His final Tweet as his Union Square Hospitality Group creation Untitled opened its doors Friday night at the Whitney Museum speaks volumes about his wisdom and humility just as his newest restaurant was being named on Grub Street as the #1 “most talked-about, must-visit” restaurant in New York City.
While dining at Untitled on its — and the new downtown Whitney Museum’s — opening night, we were studying the secrets of how the USHG team works its magic.
None of them are truly secret to the observant and well-read, of course. Meyer’s characteristic generosity led him to share hundreds of pages of his greatest tips on providing the level of hospitality that wins respect from colleagues and guests alike in his bestselling book Setting the Table, now a restaurant-world classic.
Part of the secret — which Meyer shares in our own book DINING OUT: Secrets from America’s Leading Critics, Chefs and Restaurateurs — is hiring the right people:
“Selection is 80 percent of the game, training is 15 percent, and managing is probably 5 percent. The basis for success in this business is great hospitality. But the basis for being able to deliver great hospitality are an employee’s emotional strengths, that which we could not teach them if we had all 20 years of our lease….Prospective employees should be 1) extremely nice, 2) intelligent, 3) infused with an extraordinary work ethic, 4) empathetic, and 5) emotionally self-aware. When one of these five characteristics is absent, that person is probably going to be unable to provide the kind of hospitality we are looking for.”
—Danny Meyer, in DINING OUT
Meyer and his USHG partner Richard Coraine have long had a gift for attracting some of the very best and brightest — not to mention the warmest and most present — professionals in the business.

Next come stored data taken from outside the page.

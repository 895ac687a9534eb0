use std::collections::BTreeMap;
use std::path::PathBuf;

/// Error type for durable session storage
#[derive(Debug, thiserror::Error)]
pub enum StorageError {
    #[error("could not write {path}: {source}")]
    WriteError {
        path: PathBuf,
        source: std::io::Error,
    },
    #[error("could not encode session state: {0}")]
    EncodeError(#[from] serde_json::Error),
}

/// One pending write
#[derive(Debug, Clone, PartialEq, Eq)]
pub enum StorageOp<'a> {
    Set(&'a str, &'a str),
    Remove(&'a str),
}

/// Durable string key-value storage for the session
pub trait KeyValueStore {
    fn get(&self, key: &str) -> Option<String>;

    /// Apply every op, or none if the backing store fails
    fn write_batch(&mut self, ops: &[StorageOp<'_>]) -> Result<(), StorageError>;

    fn set(&mut self, key: &str, value: &str) -> Result<(), StorageError> {
        self.write_batch(&[StorageOp::Set(key, value)])
    }

    fn remove(&mut self, key: &str) -> Result<(), StorageError> {
        self.write_batch(&[StorageOp::Remove(key)])
    }
}

/// Apply a batch to a plain map
pub(crate) fn apply_ops(map: &mut BTreeMap<String, String>, ops: &[StorageOp<'_>]) {
    for op in ops {
        match op {
            StorageOp::Set(key, value) => {
                map.insert((*key).to_string(), (*value).to_string());
            }
            StorageOp::Remove(key) => {
                map.remove(*key);
            }
        }
    }
}

/// Storage that lives as long as the value does
#[derive(Debug, Clone, Default)]
pub struct MemoryStorage {
    entries: BTreeMap<String, String>,
    writes: usize,
}

impl MemoryStorage {
    pub fn new() -> Self {
        Self::default()
    }

    /// Number of batches written so far
    pub fn writes(&self) -> usize {
        self.writes
    }

    pub fn is_empty(&self) -> bool {
        self.entries.is_empty()
    }

    pub fn entries(&self) -> &BTreeMap<String, String> {
        &self.entries
    }
}

impl KeyValueStore for MemoryStorage {
    fn get(&self, key: &str) -> Option<String> {
        self.entries.get(key).cloned()
    }

    fn write_batch(&mut self, ops: &[StorageOp<'_>]) -> Result<(), StorageError> {
        apply_ops(&mut self.entries, ops);
        self.writes += 1;
        Ok(())
    }
}
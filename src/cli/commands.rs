use std::path::PathBuf;

use clap::{Args, Parser, Subcommand, ValueEnum};

#[derive(Parser)]
#[command(name = "tb", about = concat!("taskboard v", env!("CARGO_PKG_VERSION"), " - projects, cards and tasks from the terminal"), version)]
pub struct Cli {
    #[command(subcommand)]
    pub command: Commands,

    /// Output as JSON
    #[arg(long, global = true)]
    pub json: bool,

    /// Use a different config file
    #[arg(long, global = true, value_name = "PATH")]
    pub config: Option<PathBuf>,

    /// Log line format on stderr
    #[arg(long, global = true, value_enum, default_value_t = LogFormat::Text)]
    pub log_format: LogFormat,
}

#[derive(Clone, Copy, Debug, PartialEq, Eq, ValueEnum)]
pub enum LogFormat {
    Text,
    Json,
}

#[derive(Subcommand)]
pub enum Commands {
    /// Log in and remember the session
    Login(LoginArgs),
    /// Forget the stored session (no server call)
    Logout,
    /// Create an account
    Register(RegisterArgs),
    /// Show session and server settings
    Status,
    /// List all users
    Users,
    /// Show a project's cards with their tasks
    Board(BoardArgs),
    /// Project management
    Projects(ProjectsCmd),
    /// Task management
    Tasks(TasksCmd),
    /// Card management
    Cards(CardsCmd),
    /// Task comments
    Comments(CommentsCmd),
    /// Project and user reports
    Report(ReportCmd),
    /// View or edit the config file
    Config(ConfigCmd),
}

// ---------------------------------------------------------------------------
// Session args
// ---------------------------------------------------------------------------

#[derive(Args)]
pub struct LoginArgs {
    pub email: String,
    /// Password (read from stdin when omitted)
    #[arg(long)]
    pub password: Option<String>,
}

#[derive(Args)]
pub struct RegisterArgs {
    pub name: String,
    pub email: String,
    /// Password (read from stdin when omitted)
    #[arg(long)]
    pub password: Option<String>,
}

#[derive(Args)]
pub struct BoardArgs {
    /// Project ID
    pub project: String,
}

// ---------------------------------------------------------------------------
// Projects
// ---------------------------------------------------------------------------

#[derive(Args)]
pub struct ProjectsCmd {
    #[command(subcommand)]
    pub action: Option<ProjectsAction>,
}

#[derive(Subcommand)]
pub enum ProjectsAction {
    /// List projects
    List,
    /// Show one project
    Show(ProjectIdArg),
    /// Create a project, optionally with members
    Create(ProjectCreateArgs),
    /// Change a project's name or description
    Update(ProjectUpdateArgs),
    /// Delete a project
    Delete(ProjectIdArg),
    /// List or change project members
    Members(MembersCmd),
}

#[derive(Args)]
pub struct ProjectIdArg {
    /// Project ID
    pub id: String,
}

#[derive(Args)]
pub struct ProjectCreateArgs {
    pub name: String,
    #[arg(long)]
    pub description: Option<String>,
    /// Member to add: USER_ID[:PERM+PERM] (repeatable, perms: read, write, admin)
    #[arg(long = "member", value_name = "MEMBER")]
    pub members: Vec<String>,
}

#[derive(Args)]
pub struct ProjectUpdateArgs {
    /// Project ID
    pub id: String,
    #[arg(long)]
    pub name: Option<String>,
    #[arg(long)]
    pub description: Option<String>,
}

#[derive(Args)]
pub struct MembersCmd {
    /// Project ID
    pub project: String,
    #[command(subcommand)]
    pub action: Option<MembersAction>,
}

#[derive(Subcommand)]
pub enum MembersAction {
    /// Add a member: USER_ID[:PERM+PERM]
    Add { member: String },
    /// Replace a member's permissions: USER_ID:PERM+PERM
    Set { member: String },
    /// Remove a member
    Remove { user: String },
}

// ---------------------------------------------------------------------------
// Tasks
// ---------------------------------------------------------------------------

#[derive(Args)]
pub struct TasksCmd {
    #[command(subcommand)]
    pub action: TasksAction,
}

#[derive(Subcommand)]
pub enum TasksAction {
    /// List a project's tasks
    List(TaskListArgs),
    /// Show one task
    Show(TaskIdArg),
    /// Add a task
    Add(TaskAddArgs),
    /// Change a task's title or description
    Edit(TaskEditArgs),
    /// Set status (todo, in_progress, done)
    Status(TaskValueArgs),
    /// Set priority (low, medium, high)
    Priority(TaskValueArgs),
    /// Assign a user, or `none` to unassign
    Assign(TaskValueArgs),
    /// File under a card, or `none` to unfile
    Card(TaskValueArgs),
    /// Delete a task
    Delete(TaskIdArg),
}

#[derive(Args)]
pub struct TaskListArgs {
    /// Project ID
    pub project: String,
    /// Filter by status
    #[arg(long)]
    pub status: Option<String>,
    /// Only tasks on this card
    #[arg(long)]
    pub card: Option<String>,
}

#[derive(Args)]
pub struct TaskIdArg {
    /// Task ID
    pub id: String,
}

#[derive(Args)]
pub struct TaskAddArgs {
    /// Project ID
    pub project: String,
    pub title: String,
    #[arg(long)]
    pub description: Option<String>,
    /// Card to file the task under
    #[arg(long)]
    pub card: Option<String>,
    #[arg(long)]
    pub status: Option<String>,
    #[arg(long)]
    pub priority: Option<String>,
    /// User to assign
    #[arg(long)]
    pub assign: Option<String>,
}

#[derive(Args)]
pub struct TaskEditArgs {
    /// Task ID
    pub id: String,
    #[arg(long)]
    pub title: Option<String>,
    #[arg(long)]
    pub description: Option<String>,
}

#[derive(Args)]
pub struct TaskValueArgs {
    /// Task ID
    pub id: String,
    pub value: String,
}

// ---------------------------------------------------------------------------
// Cards
// ---------------------------------------------------------------------------

#[derive(Args)]
pub struct CardsCmd {
    #[command(subcommand)]
    pub action: CardsAction,
}

#[derive(Subcommand)]
pub enum CardsAction {
    /// List a project's cards
    List { project: String },
    /// Show one card and its tasks
    Show { id: String },
    /// Add a card
    Add(CardAddArgs),
    /// Rename a card
    Rename { id: String, title: String },
    /// Delete a card (its tasks are kept)
    Delete { id: String },
    /// Put a task on a card
    Assign { card: String, task: String },
    /// Take a task off a card
    Unassign { card: String, task: String },
}

#[derive(Args)]
pub struct CardAddArgs {
    /// Project ID
    pub project: String,
    pub title: String,
    #[arg(long)]
    pub position: Option<i64>,
}

// ---------------------------------------------------------------------------
// Comments, reports, config
// ---------------------------------------------------------------------------

#[derive(Args)]
pub struct CommentsCmd {
    #[command(subcommand)]
    pub action: CommentsAction,
}

#[derive(Subcommand)]
pub enum CommentsAction {
    /// List a task's comments
    List { task: String },
    /// Comment on a task
    Add { task: String, content: String },
    /// Replace a comment's text
    Edit { id: String, content: String },
    /// Delete a comment
    Delete { id: String },
}

#[derive(Args)]
pub struct ReportCmd {
    #[command(subcommand)]
    pub action: ReportAction,
}

#[derive(Subcommand)]
pub enum ReportAction {
    /// Metrics for one project
    Project { id: String },
    /// Metrics for one user (default: the logged-in user)
    User { id: Option<String> },
}

#[derive(Args)]
pub struct ConfigCmd {
    #[command(subcommand)]
    pub action: Option<ConfigAction>,
}

#[derive(Subcommand)]
pub enum ConfigAction {
    /// Print the effective config
    Show,
    /// Set a key in the config file (api.base_url, api.timeout_secs, session.state_dir)
    Set { key: String, value: String },
}

#[cfg(test)]
mod tests {
    use super::*;
    use clap::CommandFactory;

    #[test]
    fn command_definition_is_valid() {
        Cli::command().debug_assert();
    }

    #[test]
    fn global_flags_after_subcommand() {
        let cli = Cli::try_parse_from(["tb", "tasks", "list", "7", "--json", "--log-format", "json"])
            .unwrap();
        assert!(cli.json);
        assert_eq!(cli.log_format, LogFormat::Json);
        match cli.command {
            Commands::Tasks(TasksCmd {
                action: TasksAction::List(args),
            }) => assert_eq!(args.project, "7"),
            _ => panic!("expected tasks list"),
        }
    }

    #[test]
    fn repeatable_members() {
        let cli = Cli::try_parse_from([
            "tb", "projects", "create", "Launch", "--member", "2:write", "--member", "3",
        ])
        .unwrap();
        match cli.command {
            Commands::Projects(ProjectsCmd {
                action: Some(ProjectsAction::Create(args)),
            }) => assert_eq!(args.members, vec!["2:write", "3"]),
            _ => panic!("expected projects create"),
        }
    }
}
use std::fmt;
use std::str::FromStr;

use serde::{Deserialize, Serialize};

use super::id::{ProjectId, UserId};
use super::user::User;

/// A project as returned by the server
#[derive(Debug, Clone, PartialEq, Eq, Serialize, Deserialize)]
pub struct Project {
    pub id: ProjectId,
    pub name: String,
    #[serde(default)]
    pub description: Option<String>,
}

/// Per-member permission within a project
#[derive(Debug, Clone, Copy, PartialEq, Eq, Hash, Serialize, Deserialize)]
#[serde(rename_all = "lowercase")]
pub enum Permission {
    Read,
    Write,
    Admin,
}

impl fmt::Display for Permission {
    fn fmt(&self, f: &mut fmt::Formatter<'_>) -> fmt::Result {
        match self {
            Permission::Read => write!(f, "read"),
            Permission::Write => write!(f, "write"),
            Permission::Admin => write!(f, "admin"),
        }
    }
}

impl FromStr for Permission {
    type Err = String;

    fn from_str(s: &str) -> Result<Self, Self::Err> {
        match s.trim().to_ascii_lowercase().as_str() {
            "read" => Ok(Permission::Read),
            "write" => Ok(Permission::Write),
            "admin" => Ok(Permission::Admin),
            other => Err(format!(
                "unknown permission '{}' (expected read, write, admin)",
                other
            )),
        }
    }
}

/// A user's membership in a project
#[derive(Debug, Clone, PartialEq, Eq, Serialize, Deserialize)]
pub struct ProjectMember {
    #[serde(flatten)]
    pub user: User,
    #[serde(default)]
    pub permissions: Vec<Permission>,
}

/// A member to add while creating a project
#[derive(Debug, Clone, PartialEq, Eq, Serialize)]
pub struct MemberAssignment {
    pub user_id: UserId,
    pub permissions: Vec<Permission>,
}

impl FromStr for MemberAssignment {
    type Err = String;

    /// Parse `USER[:perm+perm]`, e.g. `12:read+write`. No permissions means read.
    fn from_str(s: &str) -> Result<Self, Self::Err> {
        let (user, perms) = match s.split_once(':') {
            Some((user, perms)) => (user, Some(perms)),
            None => (s, None),
        };
        if user.trim().is_empty() {
            return Err(format!("missing user id in member '{}'", s));
        }
        let permissions = match perms {
            Some(p) if !p.trim().is_empty() => p
                .split('+')
                .map(str::parse)
                .collect::<Result<Vec<Permission>, _>>()?,
            _ => vec![Permission::Read],
        };
        Ok(MemberAssignment {
            user_id: UserId::parse(user),
            permissions,
        })
    }
}

/// Payload for creating a project. `members` is not part of the create call;
/// each member is assigned with a follow-up call once the project exists.
#[derive(Debug, Clone, Default, PartialEq, Eq, Serialize)]
pub struct NewProject {
    pub name: String,
    #[serde(skip_serializing_if = "Option::is_none")]
    pub description: Option<String>,
    #[serde(skip)]
    pub members: Vec<MemberAssignment>,
}

#[cfg(test)]
mod tests {
    use super::*;

    #[test]
    fn new_project_body_excludes_members() {
        let data = NewProject {
            name: "Apollo".into(),
            description: None,
            members: vec!["4:write".parse().unwrap()],
        };
        assert_eq!(
            serde_json::to_value(&data).unwrap(),
            serde_json::json!({"name": "Apollo"})
        );
    }

    #[test]
    fn member_assignment_parsing() {
        let m: MemberAssignment = "12:read+admin".parse().unwrap();
        assert_eq!(m.user_id, UserId::from(12));
        assert_eq!(m.permissions, vec![Permission::Read, Permission::Admin]);

        let m: MemberAssignment = "alice".parse().unwrap();
        assert_eq!(m.permissions, vec![Permission::Read]);

        assert!(":write".parse::<MemberAssignment>().is_err());
        assert!("3:root".parse::<MemberAssignment>().is_err());
    }

    #[test]
    fn member_flattens_user_fields() {
        let m: ProjectMember = serde_json::from_str(
            r#"{"id": 5, "name": "Ada", "email": "ada@example.com", "permissions": ["write"]}"#,
        )
        .unwrap();
        assert_eq!(m.user.name, "Ada");
        assert_eq!(m.permissions, vec![Permission::Write]);
    }
}
//! Users, reports and comments. Comments are never cached.

use super::{EntityStore, Listing, StoreError, degraded, failed};
use crate::gateway::Gateway;
use crate::model::{Comment, CommentId, TaskId, User, UserId, UserReport};

impl<G: Gateway> EntityStore<G> {
    pub fn fetch_users(&mut self) -> Listing<User> {
        match self.gateway.list_users() {
            Ok(users) => {
                self.users = users.iter().map(|u| (u.id.clone(), u.clone())).collect();
                Listing::loaded(users)
            }
            Err(e) => degraded("fetch_users", e),
        }
    }

    pub fn fetch_user_report(&mut self, user: &UserId) -> Result<UserReport, StoreError> {
        let report = self
            .gateway
            .user_report(user)
            .map_err(|e| failed("fetch_user_report", e))?;
        self.user_report = Some(report.clone());
        Ok(report)
    }

    pub fn fetch_task_comments(&self, task: &TaskId) -> Listing<Comment> {
        match self.gateway.list_comments(task) {
            Ok(comments) => Listing::loaded(comments),
            Err(e) => degraded("fetch_task_comments", e),
        }
    }

    pub fn add_comment(&self, task: &TaskId, content: &str) -> Result<Comment, StoreError> {
        self.gateway
            .create_comment(task, content)
            .map_err(|e| failed("add_comment", e))
    }

    pub fn update_comment(&self, id: &CommentId, content: &str) -> Result<Comment, StoreError> {
        self.gateway
            .update_comment(id, content)
            .map_err(|e| failed("update_comment", e))
    }

    pub fn delete_comment(&self, id: &CommentId) -> Result<(), StoreError> {
        self.gateway
            .delete_comment(id)
            .map_err(|e| failed("delete_comment", e))
    }
}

At Untitled, executive chef Michael Anthony — one of five finalists for the James Beard Foundation’s 2015 Outstanding Chef Award, which will be announced tomorrow night in Chicago — does what he’s long done best everywhere from Blue Hill to Gramercy Tavern: celebrate vegetables, elevating them from side dishes to rightful stars of their own plates. His trusted Gramercy Tavern compatriot Suzanne Cupps takes her own star turn as Untitled’s Chef de Cuisine, and appears to have picked up Mike’s magic touch. At Untitled, irresistible snacks like shaved chips and dip (pictured above) and lightly cured vegetables are gently priced from $7-12. Small plates (from carrots with chili and peanuts to spring onion flatbread) run $9-15, while entrees are $23-27. We happily made a meal of our small plates, the highlight of which was the deliciously earthy cauliflower, curry and crushed black sesame, satisfying enough to fulfill the role of an entree.
The USHG team also includes two of our favorite sommeliers — John Ragan (ex-Eleven Madison Park and Campton Place) and Sabato Sagaria (ex-Inn at Little Washington and Inn at Little Nell) — both of whom we interviewed for our 2011 book THE FOOD LOVER’S GUIDE TO WINE and both of whom have since gone on to earn the coveted and hard-won title of Master Sommelier. Untitled’s beverage director Eduardo Porto Carreiro (an alum of Daniel Boulud’s restaurants Bar Boulud and Boulud Sud) immediately won our hearts with the Mary Poppins analogy he used to characterize our bottle of wine.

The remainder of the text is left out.